A consumer drive basically stops everything until it can report success and your IOPS falls to like 1/100th of what the drive is capable of if it's happening alot.

An enterprise drive with plp will just report success knowing it has the power to finish the pending writes. Full speed ahead.

You can "lie" to the process at the VPS level by enabling unsafe write back cache. You can do it at the OS level by launching the DB with "eatmydata". You will get the full performance of your SSD.

In the event of power loss you may well end up in an unrecoverable corrupted condition with these enabled.

I believe that if you buy all consumer parts - an enterprise drive is the best place to up spend your money profitably on an enterprise bit.

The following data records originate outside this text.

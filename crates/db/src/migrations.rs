use sqlx::migrate::{MigrateError, Migrator};

use crate::DbPool;

pub static MIGRATOR: Migrator = sqlx::migrate!("../../migrations");

pub async fn run_pending(pool: &DbPool) -> Result<(), MigrateError> {
    MIGRATOR.run(pool).await
}
pub mod answerability;
pub mod engine;
pub mod states;

pub use answerability::{AnswerabilityPolicy, KeywordAnswerability};
pub use engine::{FlowDefinition, FlowEngine, SupportFlow};
pub use states::{Action, Intent, IntentKind};
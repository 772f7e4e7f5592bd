use std::time::Duration;

use anyhow::{anyhow, Context, Result};
use async_trait::async_trait;
use reqwest::Client;
use secrecy::{ExposeSecret, SecretString};
use serde::{Deserialize, Serialize};

pub const OPENAI_BASE_URL: &str = "https://api.openai.com";
pub const OLLAMA_BASE_URL: &str = "http://localhost:11434";

const MAX_TOKENS: u32 = 300;
const TEMPERATURE: f32 = 0.7;

#[async_trait]
pub trait LlmClient: Send + Sync {
    /// Completes a system prompt plus the user's message.
    async fn complete(&self, system_prompt: &str, user_message: &str) -> Result<String>;
}

/// Client for any server exposing `/v1/chat/completions` (OpenAI, Ollama).
#[derive(Clone)]
pub struct OpenAiCompatibleClient {
    client: Client,
    base_url: String,
    api_key: Option<SecretString>,
    model: String,
}

impl OpenAiCompatibleClient {
    pub fn new(
        base_url: impl Into<String>,
        api_key: Option<SecretString>,
        model: impl Into<String>,
        timeout: Duration,
    ) -> Result<Self> {
        let client = Client::builder()
            .timeout(timeout)
            .build()
            .context("failed to build llm http client")?;
        Ok(Self {
            client,
            base_url: base_url.into().trim_end_matches('/').to_string(),
            api_key,
            model: model.into(),
        })
    }

    fn endpoint(&self) -> String {
        format!("{}/v1/chat/completions", self.base_url)
    }
}

#[async_trait]
impl LlmClient for OpenAiCompatibleClient {
    async fn complete(&self, system_prompt: &str, user_message: &str) -> Result<String> {
        let body = ChatCompletionRequest {
            model: &self.model,
            messages: vec![
                RequestMessage { role: "system", content: system_prompt },
                RequestMessage { role: "user", content: user_message },
            ],
            max_tokens: MAX_TOKENS,
            temperature: TEMPERATURE,
        };

        let mut request = self.client.post(self.endpoint()).json(&body);
        if let Some(api_key) = &self.api_key {
            request = request.bearer_auth(api_key.expose_secret());
        }

        let response = request.send().await.context("llm request failed")?;
        if !response.status().is_success() {
            let status = response.status();
            let message = match response.json::<ErrorResponse>().await {
                Ok(parsed) => parsed.error.message,
                Err(_) => "no error body".to_string(),
            };
            return Err(anyhow!("llm returned {status}: {message}"));
        }

        let parsed: ChatCompletionResponse =
            response.json().await.context("failed to parse llm response")?;
        parsed
            .choices
            .into_iter()
            .next()
            .and_then(|choice| choice.message.content)
            .map(|content| content.trim().to_string())
            .filter(|content| !content.is_empty())
            .ok_or_else(|| anyhow!("llm returned an empty completion"))
    }
}

#[derive(Serialize)]
struct ChatCompletionRequest<'a> {
    model: &'a str,
    messages: Vec<RequestMessage<'a>>,
    max_tokens: u32,
    temperature: f32,
}

#[derive(Serialize)]
struct RequestMessage<'a> {
    role: &'static str,
    content: &'a str,
}

#[derive(Deserialize)]
struct ChatCompletionResponse {
    choices: Vec<Choice>,
}

#[derive(Deserialize)]
struct Choice {
    message: ResponseMessage,
}

#[derive(Deserialize)]
struct ResponseMessage {
    content: Option<String>,
}

#[derive(Deserialize)]
struct ErrorResponse {
    error: ErrorBody,
}

#[derive(Deserialize)]
struct ErrorBody {
    message: String,
}
//! Web chat JSON API.
//!
//! - `POST /api/v1/chat` `{user_id, message}` → `{reply, state}`
//! - `POST /api/v1/chat/reset` `{user_id}` → `{reply, state}`
//! - `GET /api/v1/chat/history?user_id=` → ordered history

use std::sync::Arc;

use axum::extract::{Query, State};
use axum::http::StatusCode;
use axum::response::{IntoResponse, Response};
use axum::routing::{get, post};
use axum::{Json, Router};
use glassdesk_agent::ActionOrchestrator;
use glassdesk_core::domain::session::{Channel, ChatMessage, SessionState};
use glassdesk_core::errors::{ApplicationError, InterfaceError};
use serde::{Deserialize, Serialize};
use tracing::warn;
use uuid::Uuid;

#[derive(Clone)]
pub struct ChatState {
    orchestrator: Arc<ActionOrchestrator>,
}

#[derive(Clone, Debug, Deserialize)]
pub struct ChatRequest {
    pub user_id: String,
    pub message: String,
}

#[derive(Clone, Debug, Deserialize)]
pub struct ResetRequest {
    pub user_id: String,
}

#[derive(Clone, Debug, Deserialize)]
pub struct HistoryQuery {
    pub user_id: String,
}

#[derive(Clone, Debug, Serialize)]
pub struct ChatResponse {
    pub reply: String,
    pub state: SessionState,
}

#[derive(Clone, Debug, Serialize)]
pub struct HistoryResponse {
    pub user_id: String,
    pub messages: Vec<ChatMessage>,
}

#[derive(Clone, Debug, Serialize)]
struct ErrorBody {
    error: &'static str,
    correlation_id: String,
}

/// Interface error rendered with its user-safe message.
#[derive(Debug)]
pub struct ApiError(InterfaceError);

impl ApiError {
    fn bad_request(message: &str) -> Self {
        Self(InterfaceError::BadRequest {
            message: message.to_string(),
            correlation_id: Uuid::new_v4().to_string(),
        })
    }

    fn from_application(error: ApplicationError, session_key: &str) -> Self {
        let correlation_id = Uuid::new_v4().to_string();
        warn!(
            event_name = "server.chat.failed",
            correlation_id = %correlation_id,
            session_key = %session_key,
            error = %error,
            "chat request failed"
        );
        Self(error.into_interface(correlation_id))
    }
}

impl IntoResponse for ApiError {
    fn into_response(self) -> Response {
        let status = match &self.0 {
            InterfaceError::BadRequest { .. } => StatusCode::BAD_REQUEST,
            InterfaceError::ServiceUnavailable { .. } => StatusCode::SERVICE_UNAVAILABLE,
        };
        let body = ErrorBody {
            error: self.0.user_message(),
            correlation_id: self.0.correlation_id().to_string(),
        };
        (status, Json(body)).into_response()
    }
}

pub fn router(orchestrator: Arc<ActionOrchestrator>) -> Router {
    Router::new()
        .route("/api/v1/chat", post(chat))
        .route("/api/v1/chat/reset", post(reset))
        .route("/api/v1/chat/history", get(history))
        .with_state(ChatState { orchestrator })
}

async fn chat(
    State(state): State<ChatState>,
    Json(request): Json<ChatRequest>,
) -> Result<Json<ChatResponse>, ApiError> {
    let user_id = required(&request.user_id, "user_id is required")?;
    let message = required(&request.message, "message is required")?;

    let turn = state
        .orchestrator
        .converse(message, Channel::Web, user_id)
        .await
        .map_err(|error| ApiError::from_application(error, &session_key(user_id)))?;

    Ok(Json(ChatResponse { reply: turn.reply, state: turn.state }))
}

async fn reset(
    State(state): State<ChatState>,
    Json(request): Json<ResetRequest>,
) -> Result<Json<ChatResponse>, ApiError> {
    let user_id = required(&request.user_id, "user_id is required")?;

    let reply = state
        .orchestrator
        .reset_session(Channel::Web, user_id)
        .await
        .map_err(|error| ApiError::from_application(error, &session_key(user_id)))?;

    Ok(Json(ChatResponse { reply, state: SessionState::AwaitingIdentifier }))
}

async fn history(
    State(state): State<ChatState>,
    Query(query): Query<HistoryQuery>,
) -> Result<Json<HistoryResponse>, ApiError> {
    let user_id = required(&query.user_id, "user_id is required")?;

    let messages = state
        .orchestrator
        .history(Channel::Web, user_id)
        .await
        .map_err(|error| ApiError::from_application(error, &session_key(user_id)))?;

    Ok(Json(HistoryResponse { user_id: user_id.to_string(), messages }))
}

fn required<'a>(value: &'a str, message: &str) -> Result<&'a str, ApiError> {
    let trimmed = value.trim();
    if trimmed.is_empty() {
        Err(ApiError::bad_request(message))
    } else {
        Ok(trimmed)
    }
}

fn session_key(user_id: &str) -> String {
    format!("session:{}:{user_id}", Channel::Web)
}
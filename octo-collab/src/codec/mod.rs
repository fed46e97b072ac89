//! Conversions between CRDT-native document state and storage payloads.
//!
//! | Kind  | In-memory (yrs)                         | Stored                     |
//! |-------|-----------------------------------------|----------------------------|
//! | Graph | map `context` → maps `edges`, `nodes`   | two JSON strings           |
//! | Log   | full v1 update of the document          | base64 text                |
//!
//! Decoding never coerces: malformed input is a [`CodecError`].

pub mod graph;
pub mod log;

pub use graph::{GraphCodec, GraphDocument, GraphEdge, GraphNode, GraphPayload, NodeType};
pub use log::{LogCodec, LogDocument, LogPayload};

use thiserror::Error;

#[derive(Debug, Error)]
pub enum CodecError {
    #[error("malformed {field} JSON: {source}")]
    Json {
        field: &'static str,
        #[source]
        source: serde_json::Error,
    },

    #[error("malformed {field} entry {key:?}: {source}")]
    Entry {
        field: &'static str,
        key: String,
        #[source]
        source: serde_json::Error,
    },

    #[error("{0} is not a map")]
    NotAMap(&'static str),

    #[error("node stored under {key:?} has id {id:?}")]
    NodeKeyMismatch { key: String, id: String },

    #[error("graph has no head node")]
    MissingHead,

    #[error("graph has {0} head nodes")]
    MultipleHeads(usize),

    #[error("edge {edge:?} references missing node {node:?}")]
    DanglingEdge { edge: String, node: String },

    #[error("edge {0:?} loops the head node onto itself")]
    HeadSelfLoop(String),

    #[error("invalid base64: {0}")]
    Base64(#[from] base64::DecodeError),

    #[error("invalid update: {0}")]
    Update(String),
}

replies(2): >>39449317 #>>39454914 #
tumult ◴[] No.39449317[source]
My experience lately is that consumer drives will also lie and use a cache, but then drop your data on the floor if the power is lost or there’s a kernel panic / BSOD. (Samsung and others.)
replies(1): >>39449891 #
bcaxis ◴[] No.39449891[source]
Rumors of that. I've never actually seen it myself.
replies(3): >>39450500 #>>39451747 #>>39451836 #
tumult ◴[] No.39451747[source]
I can get it to happen easily. 970 Evo Plus. Write a text file and kill the power within 20 seconds or so, assuming not much other write activity. File will be zeroes or garbage, or not present on the filesystem, after reboot.
replies(1): >>39452783 #
c0l0 ◴[] No.39452783[source]
This happens for you after you invoked an explicit sync() (et al.) before the power cut?
replies(1): >>39453372 #
tumult ◴[] No.39453372{3}[source]
Yep.
replies(1): >>39455489 #
1. c0l0 ◴[] No.39455489{4}[source]
That is highly interesting and contrary to a number of reports I've read about the Samsung 970 EVO Plus Series (and experienced for myself) specifically! Can you share more details about your particular setup and methodology? (Specific model name/capacity, Firmware release, Kernel version, filesystem, mkfs and mount options, any relevant block layer funny business you are conciously setting would be of greatest interest.) Do you have more than one drive where this can happen?
replies(1): >>39456879 #
2. tumult ◴[] No.39456879[source]
Yeah, it happens on two of the 970 EVO Plus models. One on the older revision, and one on the newer. (I think there are only two?) It happens on both Linux and Windows. Uhh, I'm not sure about the kernel versions. I don't remember what I had booted at the time. On Windows I've seen it happen as far back as 1607 and as recently as 21H2. I've also seen it happen on someone else's computer (laptop.)

It's really easy to reproduce (at least for me?) and I'm pretty sure anyone can do it if they try to on purpose.